More recently, the Fraser Institute estimated that work-time productivity losses due to long waits at hospitals and to see specialists cost the Canadian economy $1.08-billion (Canadian) in 2011. The cost tripled to $3.29-billion when time outside of the working period was included.

These examples are at the system level. Think of the value impacts, as well, at the individual level: having a worn out joint replaced or having a heart attack treated can allow people to remain productive for years beyond what would have been their original 'shelf life.'

Canadians can't afford productivity losses. We've had two decades of sluggish productivity growth. The Conference Board of Canada reported last year that our productivity level has fallen to 80 per cent of the U.S. level from a high of 90 per cent in the mid-1980s.

If we can agree that efficient health care is an enabler of productivity and that productivity is key to wealth, the next steps should be easy: first, view public health care as a significant driver of our economy; next, consider our expenditures in health care as a potential investment yielding future wealth; and finally, manage those investments strategically to ensure we get maximal value for our money.

The latter will take much effort given the inefficiencies in public health care in Canada.

This would be a cathartic and defining shift for Canadians, who have been locked in a philosophical debate over public vs. private health care. In fact, the core issue should be how to get maximal value for all of our health dollars. This not about spending more or spending less; it's about investing for value.

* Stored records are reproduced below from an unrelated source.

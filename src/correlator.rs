use crate::icmp::{Echo, EchoPayload, SequenceNumber, Ttl};
use crate::ping_error::PingResult;
use crate::session::Session;
use crate::target::TargetTable;
use std::sync::Arc;
use std::time::{Duration, SystemTime};

/// What became of one echo reply.
#[derive(Clone, Copy, Debug, Eq, PartialEq)]
pub(crate) enum Correlation {
    Matched { sequence_number: SequenceNumber, rtt: Duration },
    /// Sent by another pinger, or by this host for someone else.
    ForeignSession,
    UnknownSequence(SequenceNumber),
    /// A reply beyond the number of requests sent to that target.
    Duplicate(SequenceNumber),
}

/// Assigns echo replies to the target that sent the matching request.
pub(crate) struct Correlator {
    session: Session,
    targets: Arc<TargetTable>,
    verify_identifier: bool,
}

impl Correlator {
    /// With `verify_identifier` unset the ICMP identifier is ignored and only the tracker
    /// in the payload decides whether a reply belongs to this session.
    pub(crate) fn new(session: Session, targets: Arc<TargetTable>, verify_identifier: bool) -> Self {
        Correlator { session, targets, verify_identifier }
    }

    pub(crate) fn correlate(&self, echo: &Echo, received_at: SystemTime, ttl: Option<Ttl>) -> PingResult<Correlation> {
        if self.verify_identifier && echo.identifier != self.session.identifier {
            return Ok(Correlation::ForeignSession);
        }
        let payload = EchoPayload::decode(&echo.payload)?;
        if payload.tracker != self.session.tracker {
            return Ok(Correlation::ForeignSession);
        }
        let Some(target) = self.targets.get(echo.sequence_number) else {
            return Ok(Correlation::UnknownSequence(echo.sequence_number));
        };

        let rtt = payload.rtt(received_at);
        if !target.record_reply(rtt, ttl) {
            return Ok(Correlation::Duplicate(echo.sequence_number));
        }
        Ok(Correlation::Matched { sequence_number: echo.sequence_number, rtt })
    }
}
use super::{AddressFamily, SequenceNumber};
use crate::ping_error::{PingError, PingResult};
use pnet_packet::icmp::{
    echo_reply::EchoReplyPacket as EchoPacketV4, echo_request::MutableEchoRequestPacket as MutableEchoRequestPacketV4,
    IcmpCode, IcmpPacket, IcmpType, IcmpTypes,
};
use pnet_packet::icmpv6::{
    echo_reply::EchoReplyPacket as EchoPacketV6, echo_request::MutableEchoRequestPacket as MutableEchoRequestPacketV6,
    Icmpv6Code, Icmpv6Packet, Icmpv6Type, Icmpv6Types,
};
use pnet_packet::Packet;

const ICMP_ECHO_HEADER_LEN: usize = 8;

#[derive(Clone, Copy, Debug, Eq, PartialEq)]
pub enum MessageType {
    EchoRequest,
    EchoReply,
    Other(u8),
}

impl MessageType {
    fn from_v4(icmp_type: IcmpType) -> Self {
        match icmp_type {
            IcmpTypes::EchoReply => MessageType::EchoReply,
            IcmpTypes::EchoRequest => MessageType::EchoRequest,
            IcmpType(other) => MessageType::Other(other),
        }
    }

    fn from_v6(icmpv6_type: Icmpv6Type) -> Self {
        match icmpv6_type {
            Icmpv6Types::EchoReply => MessageType::EchoReply,
            Icmpv6Types::EchoRequest => MessageType::EchoRequest,
            Icmpv6Type(other) => MessageType::Other(other),
        }
    }

    fn is_echo(self) -> bool {
        matches!(self, MessageType::EchoRequest | MessageType::EchoReply)
    }
}

/// Body of an echo request or reply.
#[derive(Clone, Debug, Eq, PartialEq)]
pub struct Echo {
    pub identifier: u16,
    pub sequence_number: SequenceNumber,
    pub payload: Vec<u8>,
}

#[derive(Clone, Debug, Eq, PartialEq)]
pub enum MessageBody {
    Echo(Echo),
    /// Everything after the 4 byte ICMP header of a non-echo message.
    Other(Vec<u8>),
}

/// A decoded ICMP or ICMPv6 message.
#[derive(Clone, Debug, Eq, PartialEq)]
pub struct Message {
    pub family: AddressFamily,
    pub message_type: MessageType,
    pub code: u8,
    pub body: MessageBody,
}

impl Message {
    /// The echo body, if this is an echo reply.
    pub fn into_echo_reply(self) -> Option<Echo> {
        match (self.message_type, self.body) {
            (MessageType::EchoReply, MessageBody::Echo(echo)) => Some(echo),
            _ => None,
        }
    }
}

/// Builds an echo request for `family`.
///
/// IPv4 requests carry their checksum. The ICMPv6 checksum covers a pseudo header the
/// sender does not know, so it is left zero and filled in by the kernel.
pub fn encode_echo_request(
    family: AddressFamily,
    identifier: u16,
    sequence_number: SequenceNumber,
    payload: &[u8],
) -> PingResult<Vec<u8>> {
    let buf = vec![0u8; ICMP_ECHO_HEADER_LEN + payload.len()];
    match family {
        AddressFamily::V4 => {
            let mut package = MutableEchoRequestPacketV4::owned(buf).ok_or_else(buffer_too_small)?;
            package.set_icmp_type(IcmpTypes::EchoRequest);
            package.set_icmp_code(IcmpCode::new(0));
            package.set_identifier(identifier);
            package.set_sequence_number(sequence_number.into());
            package.set_payload(payload);

            package.set_checksum(0_u16);
            let checksum = pnet_packet::icmp::checksum(&IcmpPacket::new(package.packet()).ok_or_else(buffer_too_small)?);
            package.set_checksum(checksum);
            Ok(package.packet().to_vec())
        }
        AddressFamily::V6 => {
            let mut package = MutableEchoRequestPacketV6::owned(buf).ok_or_else(buffer_too_small)?;
            package.set_icmpv6_type(Icmpv6Types::EchoRequest);
            package.set_icmpv6_code(Icmpv6Code::new(0));
            package.set_identifier(identifier);
            package.set_sequence_number(sequence_number.into());
            package.set_payload(payload);
            package.set_checksum(0_u16);
            Ok(package.packet().to_vec())
        }
    }
}

/// Parses ICMP bytes (no IP header) received on a socket of `family`.
pub fn decode(bytes: &[u8], family: AddressFamily) -> PingResult<Message> {
    match family {
        AddressFamily::V4 => decode_v4(bytes),
        AddressFamily::V6 => decode_v6(bytes),
    }
}

fn decode_v4(bytes: &[u8]) -> PingResult<Message> {
    let packet = IcmpPacket::new(bytes).ok_or_else(|| truncated(bytes.len(), AddressFamily::V4))?;
    let message_type = MessageType::from_v4(packet.get_icmp_type());
    let code = packet.get_icmp_code().0;

    let body = if message_type.is_echo() {
        let echo = EchoPacketV4::new(bytes).ok_or_else(|| truncated(bytes.len(), AddressFamily::V4))?;
        MessageBody::Echo(Echo {
            identifier: echo.get_identifier(),
            sequence_number: echo.get_sequence_number().into(),
            payload: echo.payload().to_vec(),
        })
    } else {
        MessageBody::Other(packet.payload().to_vec())
    };
    Ok(Message { family: AddressFamily::V4, message_type, code, body })
}

fn decode_v6(bytes: &[u8]) -> PingResult<Message> {
    let packet = Icmpv6Packet::new(bytes).ok_or_else(|| truncated(bytes.len(), AddressFamily::V6))?;
    let message_type = MessageType::from_v6(packet.get_icmpv6_type());
    let code = packet.get_icmpv6_code().0;

    let body = if message_type.is_echo() {
        let echo = EchoPacketV6::new(bytes).ok_or_else(|| truncated(bytes.len(), AddressFamily::V6))?;
        MessageBody::Echo(Echo {
            identifier: echo.get_identifier(),
            sequence_number: echo.get_sequence_number().into(),
            payload: echo.payload().to_vec(),
        })
    } else {
        MessageBody::Other(packet.payload().to_vec())
    };
    Ok(Message { family: AddressFamily::V6, message_type, code, body })
}

fn truncated(len: usize, family: AddressFamily) -> PingError {
    PingError::MalformedPacket(format!("{len} bytes are too few for an {family} message"))
}

fn buffer_too_small() -> PingError {
    PingError::MalformedPacket("could not create ICMP package".to_owned())
}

"Show me the value" should be the new mantra in public health care. Indeed, it seems to be gaining traction.

The premiers last year created a Working Group on Health Care Innovation to "enhance patient care and improve value for taxpayers." Ontario's government this year announced an action plan that will shift funding to "where we get the best value."

This past summer, Alberta's health care agency, Alberta Health Services, launched its first group of Strategic Clinical Networks, a new concept in public health care in Canada. They will bring together medical practitioners, patients, business people, researchers and others in teams that conceive and carry out projects aimed at improving health care services to achieve outcomes for all Albertans and generating measurable value for the public money invested.

We appear to be finally moving away from viewing public health care as an economic burden.

The new view emerging is that of an extremely valuable asset – an asset that is a big part of the economy and can be managed better and exploited more fully by drawing on the bright minds, unique perspectives and special skills that exist in the medical, business, social and academic communities.

As this asset strengthens, productivity will continue to grow and the important correlation between strategic health care investments and our economy will become abundantly clear.

Cy Frank is an adviser with EvidenceNetwork.ca, the Executive Director of the Alberta Bone and Joint Health Institute, and an orthopaedic surgeon practising in Calgary. He is also professor of surgery in the division of orthopaedics at the University of Calgary, the McCaig Professor of Joint Injury and Arthritis Research and the Max Bell Senior Policy Fellow.